HomeData Mining 101
cover image

Data Mining 101

Elective Course for PhD Students at University of Ljubljana

This course is an introduction to data science for non-computer scientists. The course covers topics from data preparation, clustering, regression and classification, model evaluation, and embedding of unstructured data.

Type of course: Lectures + Homework Assignments

Course Code: B2126 (UL MF) | BZ1718 (UL BTF)

ECTS: 5

Course name in Slovenian: Uvod v podatkovno rudarjenje (UL MF) | Uvod v znanost v podatkih (UL BTF) | Odkrivanje znanj iz podatkov (UL Statistika)

Semester: Fall 2024 (November and December)

Location for lectures: Lecture room P3, Faculty of Computer and Information Science, University of Ljubljana, Večna pot 113, Ljubljana

Time of the Lectures: The lectures will take place in November and December, between 5:15 PM and 7:00 PM, at the following days:

  • Monday, November 11, 2024 (Demšar)
  • Monday, November 18, 2024 (Demšar)
  • Monday, November 25, 2024 (Demšar)
  • Wednesday, November 27, 2024 (Zupan)
  • Wednesday, December 4, 204 (Zupan)

Prerequisites: No prior knowledge of the topics is assumed. This course will not use computer programming, and no prior statistics or data science knowledge is required.

Language: All course materials and lectures will be conducted in English.

Course Content

This is a data science course intended for starters and non-computer science students.
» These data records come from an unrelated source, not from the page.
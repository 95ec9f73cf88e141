/// Allow-listed audio media types
///
/// Only three audio formats are accepted for recordings. The file extension of
/// a storage key is always derived from the MIME type, never taken from the
/// client.
///
/// | MIME type    | extension |
/// |--------------|-----------|
/// | `audio/webm` | `webm`    |
/// | `audio/wav`  | `wav`     |
/// | `audio/mpeg` | `mp3`     |

use serde::{Deserialize, Serialize};
use std::fmt;
use std::str::FromStr;

/// Largest audio upload accepted (10 MiB)
pub const MAX_AUDIO_FILE_BYTES: u64 = 10 * 1024 * 1024;

/// Content type used when nothing better is known
pub const DEFAULT_CONTENT_TYPE: &str = "application/octet-stream";

/// An allow-listed audio MIME type
#[derive(Debug, Clone, Copy, PartialEq, Eq, Hash, Serialize, Deserialize)]
pub enum AudioMimeType {
    #[serde(rename = "audio/webm")]
    Webm,
    #[serde(rename = "audio/wav")]
    Wav,
    #[serde(rename = "audio/mpeg")]
    Mpeg,
}

/// Error returned when a MIME type is outside the allow-list
#[derive(Debug, Clone, PartialEq, Eq, thiserror::Error)]
#[error("Unsupported audio MIME type: {0}")]
pub struct UnsupportedMimeType(pub String);

impl AudioMimeType {
    /// Every allowed type, in display order
    pub const ALL: [AudioMimeType; 3] = [AudioMimeType::Webm, AudioMimeType::Wav, AudioMimeType::Mpeg];

    pub fn as_str(&self) -> &'static str {
        match self {
            AudioMimeType::Webm => "audio/webm",
            AudioMimeType::Wav => "audio/wav",
            AudioMimeType::Mpeg => "audio/mpeg",
        }
    }

    /// File extension for storage keys (without the dot)
    pub fn extension(&self) -> &'static str {
        match self {
            AudioMimeType::Webm => "webm",
            AudioMimeType::Wav => "wav",
            AudioMimeType::Mpeg => "mp3",
        }
    }

    /// Comma-separated list of the allowed types, for error messages
    pub fn allowed_list() -> String {
        Self::ALL.iter().map(|m| m.as_str()).collect::<Vec<_>>().join(", ")
    }
}

impl FromStr for AudioMimeType {
    type Err = UnsupportedMimeType;

    fn from_str(s: &str) -> Result<Self, Self::Err> {
        Self::ALL
            .into_iter()
            .find(|m| m.as_str() == s)
            .ok_or_else(|| UnsupportedMimeType(s.to_string()))
    }
}

impl fmt::Display for AudioMimeType {
    fn fmt(&self, f: &mut fmt::Formatter<'_>) -> fmt::Result {
        f.write_str(self.as_str())
    }
}

/// Guesses a content type from an object key's extension
///
/// Used by the local object store when an upload carries no `Content-Type`.
pub fn infer_content_type(key: &str) -> &'static str {
    let lower = key.to_ascii_lowercase();

    if lower.ends_with(".webm") {
        "audio/webm"
    } else if lower.ends_with(".mp3") {
        "audio/mpeg"
    } else if lower.ends_with(".wav") {
        "audio/wav"
    } else if lower.ends_with(".ogg") {
        "audio/ogg"
    } else {
        DEFAULT_CONTENT_TYPE
    }
}
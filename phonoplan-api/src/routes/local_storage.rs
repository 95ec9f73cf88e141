/// Development object storage
///
/// - `PUT /storage?key=&expires=&signature=` - Store the request body under `key`
/// - `GET /storage?key=&expires=&signature=` - Read it back
///
/// Only mounted when the local storage driver is active. Access is granted by
/// the HMAC signature of the URL alone; there is no session check.

use crate::app::AppState;
use axum::{
    extract::{Query, State},
    http::{header, HeaderMap, StatusCode},
    response::{IntoResponse, Response},
};
use bytes::Bytes;
use chrono::Utc;
use phonoplan_shared::{
    media::infer_content_type,
    storage::local::{LocalUrlSigner, StoredObject},
};
use serde::Deserialize;

const INVALID_SIGNATURE: &str = "Assinatura inválida ou expirada";

/// Signed URL query; every field is required but checked by hand
#[derive(Debug, Default, Deserialize)]
pub struct SignedQuery {
    pub key: Option<String>,
    pub expires: Option<String>,
    pub signature: Option<String>,
}

impl SignedQuery {
    /// Returns the key if the signature is valid and unexpired at `now`
    pub fn verified_key(&self, signer: &LocalUrlSigner, now: i64) -> Option<&str> {
        let key = self.key.as_deref().filter(|k| !k.is_empty())?;
        let expires: i64 = self.expires.as_deref()?.trim().parse().ok()?;
        let signature = self.signature.as_deref().filter(|s| !s.is_empty())?;

        signer.verify(key, expires, signature, now).then_some(key)
    }
}

fn authorize<'q>(state: &AppState, query: &'q SignedQuery) -> Result<&'q str, Response> {
    let key = state
        .local_signer
        .as_ref()
        .and_then(|signer| query.verified_key(signer, Utc::now().timestamp()));

    key.ok_or_else(|| {
        tracing::debug!(key = ?query.key, "Rejected local storage signature");
        (StatusCode::FORBIDDEN, INVALID_SIGNATURE).into_response()
    })
}

/// Store an object
pub async fn upload(
    State(state): State<AppState>,
    Query(query): Query<SignedQuery>,
    headers: HeaderMap,
    body: Bytes,
) -> Response {
    let key = match authorize(&state, &query) {
        Ok(key) => key,
        Err(response) => return response,
    };

    let content_type = headers
        .get(header::CONTENT_TYPE)
        .and_then(|v| v.to_str().ok())
        .filter(|v| !v.is_empty())
        .unwrap_or_else(|| infer_content_type(key))
        .to_string();

    tracing::debug!(key = %key, bytes = body.len(), content_type = %content_type, "Stored local object");

    state.local_store.put(
        key,
        StoredObject {
            bytes: body,
            content_type,
        },
    );

    StatusCode::OK.into_response()
}

/// Read an object back
pub async fn download(State(state): State<AppState>, Query(query): Query<SignedQuery>) -> Response {
    let key = match authorize(&state, &query) {
        Ok(key) => key,
        Err(response) => return response,
    };

    match state.local_store.get(key) {
        Some(object) => (
            StatusCode::OK,
            [
                (header::CONTENT_TYPE, object.content_type),
                (header::CACHE_CONTROL, "no-store".to_string()),
            ],
            object.bytes,
        )
            .into_response(),
        None => (StatusCode::NOT_FOUND, "Arquivo não encontrado").into_response(),
    }
}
We particularly encourage students from social sciences, humanities, natural sciences, engineering, and arts to enroll. No prior knowledge of statistics, computer science, or math is required. The course has a gentle learning curve, with additional video material and lecture notes available for all students. The course covers the following state-of-the-art topics:

Lecture 1: Data Profiling and Introduction to Orange

Lecturer: Janez Demšar

  • Data preparation: features, data instances and attribute-based data profiling.
  • Visual programming and exploratory data analysis in [Orange] (http://orangedatamining.com). Selected data visualization techniques.
  • Case studies: Slovenian surnames, socio-economic data analysis, geo-weather patterns.

Lecture 2: Data Clustering

Lecturer: Janez Demšar

  • Distances and similarities.
  • Hierarchical clustering distances, linkages, and k-means clustering.
  • Visualization of clustering results. Explanation of clusters.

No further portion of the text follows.